[WORK TO COMPLETE]
Your output must match the records below character for character.

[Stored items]
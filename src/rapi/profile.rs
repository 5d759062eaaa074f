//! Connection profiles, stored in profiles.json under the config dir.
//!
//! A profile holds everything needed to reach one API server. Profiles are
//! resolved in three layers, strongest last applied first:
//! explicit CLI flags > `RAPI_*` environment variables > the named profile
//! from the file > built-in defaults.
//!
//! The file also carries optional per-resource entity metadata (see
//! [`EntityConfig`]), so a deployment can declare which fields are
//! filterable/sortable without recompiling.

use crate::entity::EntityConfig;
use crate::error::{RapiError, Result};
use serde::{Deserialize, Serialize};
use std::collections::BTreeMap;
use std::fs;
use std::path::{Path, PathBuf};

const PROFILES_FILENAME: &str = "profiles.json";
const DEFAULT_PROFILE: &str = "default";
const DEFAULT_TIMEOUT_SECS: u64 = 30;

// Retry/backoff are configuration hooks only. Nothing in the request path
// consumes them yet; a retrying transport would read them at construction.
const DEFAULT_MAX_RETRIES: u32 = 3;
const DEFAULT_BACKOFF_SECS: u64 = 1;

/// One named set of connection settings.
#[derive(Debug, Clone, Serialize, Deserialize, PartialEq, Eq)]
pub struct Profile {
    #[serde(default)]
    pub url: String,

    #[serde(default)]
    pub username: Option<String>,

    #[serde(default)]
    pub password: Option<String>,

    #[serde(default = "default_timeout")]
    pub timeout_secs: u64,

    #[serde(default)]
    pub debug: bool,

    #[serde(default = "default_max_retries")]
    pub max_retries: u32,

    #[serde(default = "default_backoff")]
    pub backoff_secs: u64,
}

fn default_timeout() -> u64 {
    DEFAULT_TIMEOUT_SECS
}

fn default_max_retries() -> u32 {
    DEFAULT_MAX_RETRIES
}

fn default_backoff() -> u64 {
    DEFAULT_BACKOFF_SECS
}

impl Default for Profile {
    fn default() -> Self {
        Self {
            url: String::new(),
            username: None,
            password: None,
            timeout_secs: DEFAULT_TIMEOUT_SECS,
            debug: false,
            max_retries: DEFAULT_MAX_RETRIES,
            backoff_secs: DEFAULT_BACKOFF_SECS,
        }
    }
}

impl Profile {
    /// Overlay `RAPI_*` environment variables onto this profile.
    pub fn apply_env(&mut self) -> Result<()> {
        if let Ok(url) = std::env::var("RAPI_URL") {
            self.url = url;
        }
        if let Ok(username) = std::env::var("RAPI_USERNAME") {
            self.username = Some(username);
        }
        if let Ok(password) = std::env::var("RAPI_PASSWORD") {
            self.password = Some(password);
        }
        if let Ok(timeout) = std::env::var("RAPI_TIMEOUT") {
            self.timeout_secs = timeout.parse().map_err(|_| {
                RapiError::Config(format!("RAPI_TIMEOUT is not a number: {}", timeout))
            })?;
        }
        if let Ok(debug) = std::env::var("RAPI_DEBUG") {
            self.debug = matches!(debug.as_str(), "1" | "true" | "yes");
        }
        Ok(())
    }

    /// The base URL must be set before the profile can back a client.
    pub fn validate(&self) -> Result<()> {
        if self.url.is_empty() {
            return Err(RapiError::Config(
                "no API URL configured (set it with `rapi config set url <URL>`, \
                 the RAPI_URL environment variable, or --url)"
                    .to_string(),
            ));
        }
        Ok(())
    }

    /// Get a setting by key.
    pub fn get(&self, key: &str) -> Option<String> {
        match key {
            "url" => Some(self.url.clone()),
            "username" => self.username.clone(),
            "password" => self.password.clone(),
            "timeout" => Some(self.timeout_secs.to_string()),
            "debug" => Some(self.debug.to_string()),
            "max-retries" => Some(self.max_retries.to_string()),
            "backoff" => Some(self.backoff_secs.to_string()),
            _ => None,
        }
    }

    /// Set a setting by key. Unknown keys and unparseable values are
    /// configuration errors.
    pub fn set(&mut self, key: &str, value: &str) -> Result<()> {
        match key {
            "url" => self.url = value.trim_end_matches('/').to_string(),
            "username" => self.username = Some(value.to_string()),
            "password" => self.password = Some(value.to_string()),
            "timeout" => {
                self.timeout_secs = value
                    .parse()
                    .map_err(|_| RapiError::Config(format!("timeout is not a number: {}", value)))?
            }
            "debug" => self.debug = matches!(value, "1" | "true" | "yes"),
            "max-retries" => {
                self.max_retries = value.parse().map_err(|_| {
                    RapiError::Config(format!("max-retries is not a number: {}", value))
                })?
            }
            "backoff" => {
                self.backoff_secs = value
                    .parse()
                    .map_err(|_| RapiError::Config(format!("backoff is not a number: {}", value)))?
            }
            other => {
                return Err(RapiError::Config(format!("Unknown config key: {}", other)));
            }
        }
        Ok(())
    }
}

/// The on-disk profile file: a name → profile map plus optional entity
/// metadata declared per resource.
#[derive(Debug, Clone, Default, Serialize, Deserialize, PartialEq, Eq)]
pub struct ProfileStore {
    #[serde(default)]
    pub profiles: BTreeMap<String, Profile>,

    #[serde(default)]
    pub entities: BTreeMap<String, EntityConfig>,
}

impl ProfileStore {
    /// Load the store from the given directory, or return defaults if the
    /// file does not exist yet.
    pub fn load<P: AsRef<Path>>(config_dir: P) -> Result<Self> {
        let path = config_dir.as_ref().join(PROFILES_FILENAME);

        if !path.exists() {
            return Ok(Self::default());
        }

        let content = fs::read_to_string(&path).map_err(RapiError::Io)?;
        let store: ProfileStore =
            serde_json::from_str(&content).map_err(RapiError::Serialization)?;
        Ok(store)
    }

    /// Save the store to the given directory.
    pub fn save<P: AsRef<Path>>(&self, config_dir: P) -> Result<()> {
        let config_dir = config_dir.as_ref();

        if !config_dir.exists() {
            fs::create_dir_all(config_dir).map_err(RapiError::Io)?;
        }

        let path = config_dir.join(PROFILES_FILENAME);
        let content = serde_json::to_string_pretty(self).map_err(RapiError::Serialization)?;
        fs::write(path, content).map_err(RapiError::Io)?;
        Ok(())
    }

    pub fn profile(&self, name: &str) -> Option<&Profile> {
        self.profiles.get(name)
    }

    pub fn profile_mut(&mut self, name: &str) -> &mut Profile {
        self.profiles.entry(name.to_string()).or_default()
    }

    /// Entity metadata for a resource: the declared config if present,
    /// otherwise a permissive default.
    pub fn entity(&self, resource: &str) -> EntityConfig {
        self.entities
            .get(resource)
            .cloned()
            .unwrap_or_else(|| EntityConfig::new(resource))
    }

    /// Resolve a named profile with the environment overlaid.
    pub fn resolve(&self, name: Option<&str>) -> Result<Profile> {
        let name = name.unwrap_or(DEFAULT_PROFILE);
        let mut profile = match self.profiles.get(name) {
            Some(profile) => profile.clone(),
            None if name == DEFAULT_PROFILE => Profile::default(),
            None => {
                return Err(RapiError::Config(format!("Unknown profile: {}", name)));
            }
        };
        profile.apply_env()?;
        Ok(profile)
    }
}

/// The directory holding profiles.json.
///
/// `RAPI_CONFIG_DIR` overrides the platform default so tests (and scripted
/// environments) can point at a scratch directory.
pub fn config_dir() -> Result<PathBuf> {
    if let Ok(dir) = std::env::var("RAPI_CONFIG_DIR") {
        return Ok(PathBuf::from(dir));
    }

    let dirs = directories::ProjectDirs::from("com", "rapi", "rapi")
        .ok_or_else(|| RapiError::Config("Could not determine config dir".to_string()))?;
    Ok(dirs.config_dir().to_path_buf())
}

[EXERCISE RESULT]
filename src/rapi/profile.rs
repository 5d759062eaaa074f
//! Connection profiles, stored in profiles.json under the config dir.
//!
//! A profile holds everything needed to reach one API server. Profiles are
//! resolved in three layers, strongest last applied first:
//! explicit CLI flags > `RAPI_*` environment variables > the named profile
//! from the file > built-in defaults.
//!
//! The file also carries optional per-resource entity metadata (see
//! [`EntityConfig`]), so a deployment can declare which fields are
//! filterable/sortable without recompiling.

use crate::entity::EntityConfig;
use crate::error::{RapiError, Result};
use serde::{Deserialize, Serialize};
use std::collections::BTreeMap;
use std::fs;
use std::path::{Path, PathBuf};

const PROFILES_FILENAME: &str = "profiles.json";
const DEFAULT_PROFILE: &str = "default";
const DEFAULT_TIMEOUT_SECS: u64 = 30;

// Retry/backoff are configuration hooks only. Nothing in the request path
// consumes them yet; a retrying transport would read them at construction.
const DEFAULT_MAX_RETRIES: u32 = 3;
const DEFAULT_BACKOFF_SECS: u64 = 1;

/// One named set of connection settings.
#[derive(Debug, Clone, Serialize, Deserialize, PartialEq, Eq)]
pub struct Profile {
    #[serde(default)]
    pub url: String,

    #[serde(default)]
    pub username: Option<String>,

    #[serde(default)]
    pub password: Option<String>,

    #[serde(default = "default_timeout")]
    pub timeout_secs: u64,

    #[serde(default)]
    pub debug: bool,

    #[serde(default = "default_max_retries")]
    pub max_retries: u32,

    #[serde(default = "default_backoff")]
    pub backoff_secs: u64,
}

fn default_timeout() -> u64 {
    DEFAULT_TIMEOUT_SECS
}

fn default_max_retries() -> u32 {
    DEFAULT_MAX_RETRIES
}

fn default_backoff() -> u64 {
    DEFAULT_BACKOFF_SECS
}

impl Default for Profile {
    fn default() -> Self {
        Self {
            url: String::new(),
            username: None,
            password: None,
            timeout_secs: DEFAULT_TIMEOUT_SECS,
            debug: false,
            max_retries: DEFAULT_MAX_RETRIES,
            backoff_secs: DEFAULT_BACKOFF_SECS,
        }
    }
}

impl Profile {
    /// Overlay `RAPI_*` environment variables onto this profile.
    pub fn apply_env(&mut self) -> Result<()> {
        if let Ok(url) = std::env::var("RAPI_URL") {
            self.url = url;
        }
        if let Ok(username) = std::env::var("RAPI_USERNAME") {
            self.username = Some(username);
        }
        if let Ok(password) = std::env::var("RAPI_PASSWORD") {
            self.password = Some(password);
        }
        if let Ok(timeout) = std::env::var("RAPI_TIMEOUT") {
            self.timeout_secs = timeout.parse().map_err(|_| {
                RapiError::Config(format!("RAPI_TIMEOUT is not a number: {}", timeout))
            })?;
        }
        if let Ok(debug) = std::env::var("RAPI_DEBUG") {
            self.debug = matches!(debug.as_str(), "1" | "true" | "yes");
        }
        Ok(())
    }

    /// The base URL must be set before the profile can back a client.
    pub fn validate(&self) -> Result<()> {
        if self.url.is_empty() {
            return Err(RapiError::Config(
                "no API URL configured (set it with `rapi config set url <URL>`, \
                 the RAPI_URL environment variable, or --url)"
                    .to_string(),
            ));
        }
        Ok(())
    }

    /// Get a setting by key.
    pub fn get(&self, key: &str) -> Option<String> {
        match key {
            "url" => Some(self.url.clone()),
            "username" => self.username.clone(),
            "password" => self.password.clone(),
            "timeout" => Some(self.timeout_secs.to_string()),
            "debug" => Some(self.debug.to_string()),
            "max-retries" => Some(self.max_retries.to_string()),
            "backoff" => Some(self.backoff_secs.to_string()),
            _ => None,
        }
    }

    /// Set a setting by key. Unknown keys and unparseable values are
    /// configuration errors.
    pub fn set(&mut self, key: &str, value: &str) -> Result<()> {
        match key {
            "url" => self.url = value.trim_end_matches('/').to_string(),
            "username" => self.username = Some(value.to_string()),
            "password" => self.password = Some(value.to_string()),
            "timeout" => {
                self.timeout_secs = value
                    .parse()
                    .map_err(|_| RapiError::Config(format!("timeout is not a number: {}", value)))?
            }
            "debug" => self.debug = matches!(value, "1" | "true" | "yes"),
            "max-retries" => {
                self.max_retries = value.parse().map_err(|_| {
                    RapiError::Config(format!("max-retries is not a number: {}", value))
                })?
            }
            "backoff" => {
                self.backoff_secs = value
                    .parse()
                    .map_err(|_| RapiError::Config(format!("backoff is not a number: {}", value)))?
            }
            other => {
                return Err(RapiError::Config(format!("Unknown config key: {}", other)));
            }
        }
        Ok(())
    }
}

/// The on-disk profile file: a name → profile map plus optional entity
/// metadata declared per resource.
#[derive(Debug, Clone, Default, Serialize, Deserialize, PartialEq, Eq)]
pub struct ProfileStore {
    #[serde(default)]
    pub profiles: BTreeMap<String, Profile>,

    #[serde(default)]
    pub entities: BTreeMap<String, EntityConfig>,
}

impl ProfileStore {
    /// Load the store from the given directory, or return defaults if the
    /// file does not exist yet.
    pub fn load<P: AsRef<Path>>(config_dir: P) -> Result<Self> {
        let path = config_dir.as_ref().join(PROFILES_FILENAME);

        if !path.exists() {
            return Ok(Self::default());
        }

        let content = fs::read_to_string(&path).map_err(RapiError::Io)?;
        let store: ProfileStore =
            serde_json::from_str(&content).map_err(RapiError::Serialization)?;
        Ok(store)
    }

    /// Save the store to the given directory.
    pub fn save<P: AsRef<Path>>(&self, config_dir: P) -> Result<()> {
        let config_dir = config_dir.as_ref();

        if !config_dir.exists() {
            fs::create_dir_all(config_dir).map_err(RapiError::Io)?;
        }

        let path = config_dir.join(PROFILES_FILENAME);
        let content = serde_json::to_string_pretty(self).map_err(RapiError::Serialization)?;
        fs::write(path, content).map_err(RapiError::Io)?;
        Ok(())
    }

    pub fn profile(&self, name: &str) -> Option<&Profile> {
        self.profiles.get(name)
    }

    pub fn profile_mut(&mut self, name: &str) -> &mut Profile {
        self.profiles.entry(name.to_string()).or_default()
    }

    /// Entity metadata for a resource: the declared config if present,
    /// otherwise a permissive default.
    pub fn entity(&self, resource: &str) -> EntityConfig {
        self.entities
            .get(resource)
            .cloned()
            .unwrap_or_else(|| EntityConfig::new(resource))
    }

    /// Resolve a named profile with the environment overlaid.
    pub fn resolve(&self, name: Option<&str>) -> Result<Profile> {
        let name = name.unwrap_or(DEFAULT_PROFILE);
        let mut profile = match self.profiles.get(name) {
            Some(profile) => profile.clone(),
            None if name == DEFAULT_PROFILE => Profile::default(),
            None => {
                return Err(RapiError::Config(format!("Unknown profile: {}", name)));
            }
        };
        profile.apply_env()?;
        Ok(profile)
    }
}

/// The directory holding profiles.json.
///
/// `RAPI_CONFIG_DIR` overrides the platform default so tests (and scripted
/// environments) can point at a scratch directory.
pub fn config_dir() -> Result<PathBuf> {
    if let Ok(dir) = std::env::var("RAPI_CONFIG_DIR") {
        return Ok(PathBuf::from(dir));
    }

    let dirs = directories::ProjectDirs::from("com", "rapi", "rapi")
        .ok_or_else(|| RapiError::Config("Could not determine config dir".to_string()))?;
    Ok(dirs.config_dir().to_path_buf())
}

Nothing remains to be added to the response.